The thing is, they, and many others, didn’t have to help us. They were struggling just as we did. But they went above and beyond the hateful wartime rhetoric that made us and them enemies, and shared with us what they had. These were the real humanitarians. Not those sending us their long expired food.
Crumbs and bombs
Today, I’m watching much of this and more happening to Palestinians in Gaza. They have been under a brutal siege for many years under Israeli terror and apartheid. Over the past few months of genocidal bombardments and attacks, we have seen much of Gaza razed to the ground, with people’s homes, hospitals, schools, bakeries and food stores completely destroyed. We have also seen Israeli soldiers film themselves and post multiple videos online of them destroying food in the Palestinian homes and stores. The brutality and barbarity of it all, on display for everyone to watch, seems to be the point they want to make and want everyone to see.
The brutal siege of Gaza also means that no food aid convoys have been allowed for most of the past few months. When a few trucks are allowed in, it’s grossly insufficient. Hunger and starvation in Gaza are used as a powerful weapon to destroy and kill as many Palestinians as possible; those who are not killed by Israel’s bombs and bullets, supplied by the United States, Britain and many European countries.
I’m not surprised to see the food aid being used as a tool of war in Gaza. This is not the first, and unfortunately won’t be the last time this is done around the world. I’m not surprised to see Palestinians posting photos of expired aid rations. Starvation during a war is clearly a great moment for some countries to clear out their storage facilities filled with expired food. Taking this to a landfill would be a waste of an opportune moment to help, humiliate and disrespect suffering people – all at the same time – while scoring public relations points at home. There must be a playbook somewhere that they all follow.
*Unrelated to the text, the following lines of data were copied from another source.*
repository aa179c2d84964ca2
#[derive(Debug, thiserror::Error)]
pub enum Error {
	#[error(transparent)]
	Sqlx(#[from] sqlx::Error),
	#[error("Invalid argument: {0}")]
	InvalidArgument(String),
}
use std::io::{self, Write};

use time::{PrimitiveDateTime, format_description::BorrowedFormatItem, macros::format_description};

pub const HEADER: &str = "      Size (bytes)     Last modified";
pub const RULE_WIDTH: usize = 75;

const LAST_MODIFIED: &[BorrowedFormatItem<'_>] =
	format_description!("[year]-[month]-[day] [hour]:[minute]");

/// `YYYY-MM-DD HH:MM`.
pub fn format_last_modified(at: PrimitiveDateTime) -> Result<String, time::error::Format> {
	at.format(LAST_MODIFIED)
}

/// Counter right-aligned to 4 columns, size right-aligned to 12, then the timestamp.
pub fn format_row(count: usize, size: usize, last_modified: &str) -> String {
	format!("{count:>4}. {size:>12}  {last_modified}")
}

/// Fixed-width progress listing, one row per exported map.
pub struct ProgressTable<W> {
	out: W,
}
impl<W> ProgressTable<W>
where
	W: Write,
{
	pub fn new(out: W) -> Self {
		Self { out }
	}

	pub fn header(&mut self) -> io::Result<()> {
		writeln!(self.out, "{HEADER}")?;
		writeln!(self.out, "{}", "_".repeat(RULE_WIDTH))
	}

	pub fn row(&mut self, count: usize, size: usize, last_modified: &str) -> io::Result<()> {
		writeln!(self.out, "{}", format_row(count, size, last_modified))
	}

	pub fn into_inner(self) -> W {
		self.out
	}
}
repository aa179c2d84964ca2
pub mod console;
pub mod export;

mod error;

pub use error::{Error, Result};

use std::{io, path::PathBuf};

use clap::Parser;
use tracing_subscriber::EnvFilter;

use ssm_domain::filter::StateFilter;
use ssm_storage::{db::Db, maps::MapTable};

use crate::{console::ProgressTable, export::Exporter};

/// Write every map whose document is in the configured state to `<OUTPUT_DIR>`.
///
/// The database is configured through `SSM_PG_DSN` and, optionally, a TOML file named by
/// `SSM_EXPORT_CONFIG`.
#[derive(Debug, Parser)]
#[command(
	version = ssm_cli::VERSION,
	rename_all = "kebab",
	styles = ssm_cli::styles(),
)]
pub struct Args {
	/// Directory for the exported `.json` files. Created if missing.
	#[arg(value_name = "OUTPUT_DIR")]
	pub output_dir: PathBuf,
}

pub async fn run(args: Args) -> color_eyre::Result<()> {
	let config = ssm_config::from_env()?;

	init_tracing(&config);

	let db = Db::connect(&config.storage.postgres).await?;
	let maps = MapTable::new(&db, &config.export.table)?;
	let exporter =
		Exporter::new(&maps, StateFilter::from_config(&config.export), args.output_dir);
	let mut progress = ProgressTable::new(io::stdout());

	exporter.run(&mut progress).await?;

	Ok(())
}

fn init_tracing(config: &ssm_config::Config) {
	let filter =
		EnvFilter::try_new(&config.service.log_level).unwrap_or_else(|_| EnvFilter::new("info"));

	tracing_subscriber::fmt().with_env_filter(filter).with_writer(io::stderr).init();
}
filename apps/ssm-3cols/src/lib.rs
pub mod convert;

mod error;

pub use error::{Error, Result};

use std::{io, path::PathBuf};

use clap::Parser;
use tracing_subscriber::EnvFilter;

/// Convert every `<name>-CM.csv` code matrix in `<CM_DIR>` into a `<name>-3cols_get<MIN_VAL>.csv`
/// edge list in `<OUTPUT_DIR>`.
#[derive(Debug, Parser)]
#[command(
	version = ssm_cli::VERSION,
	rename_all = "kebab",
	styles = ssm_cli::styles(),
)]
pub struct Args {
	#[arg(value_name = "CM_DIR")]
	pub cm_dir: PathBuf,
	/// Created if missing.
	#[arg(value_name = "OUTPUT_DIR")]
	pub output_dir: PathBuf,
	/// Cells below this value are left out of the output.
	#[arg(value_name = "MIN_VAL", default_value_t = 0, allow_negative_numbers = true)]
	pub min_val: i64,
}

pub fn run(args: Args) -> color_eyre::Result<()> {
	let filter = EnvFilter::try_from_default_env().unwrap_or_else(|_| EnvFilter::new("info"));

	tracing_subscriber::fmt().with_env_filter(filter).with_writer(io::stderr).init();

	let conversions =
		convert::convert_all(&args.cm_dir, &args.output_dir, args.min_val, &mut io::stdout())?;

	tracing::info!(files = conversions.len(), "Converted code matrices.");

	Ok(())
}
I’m also not surprised to see the food aid, and particularly the air drops, being used to score political and propaganda points at home by countries such as the United States and its depraved political leaders. Instead of putting political and diplomatic pressure on their close ally to let sufficient aid get to Gaza, they are dropping crumbs from the air. Proudly bragging about air dropping some thirty thousand meals to more than two million besieged people in Gaza – in-between the delivery of bombs and other weapons to Israel to kill those same people – is nothing but sadistic. The same goes for Israel’s targeting of food convoys to kill starving Palestinian civilians.
I wish I could say something hopeful at the end. I wish I could say to the hungry, scared and hopeless kids in Gaza that things are going to be ok. But there is nothing that comes to mind at this moment. There is nothing remotely positive to say. The orgy of brutality unleashed on Palestinians in Gaza and other occupied Palestinian territories by Israel, directly aided and endorsed by many so-called Western democracies, is sickening and seemingly unstoppable.
The only thing we can do is organize, protest, speak out and call out the hypocrisy and brutality of all of this. I don’t know if a better world is possible. It doesn’t seem like it, most definitely not right now. But we have to keep speaking out, writing, calling out the lies of politicians and mainstream media, and supporting Palestinian and other suffering peoples – in Sudan, DRC and elsewhere – in any way we can, with our words, voices and actions.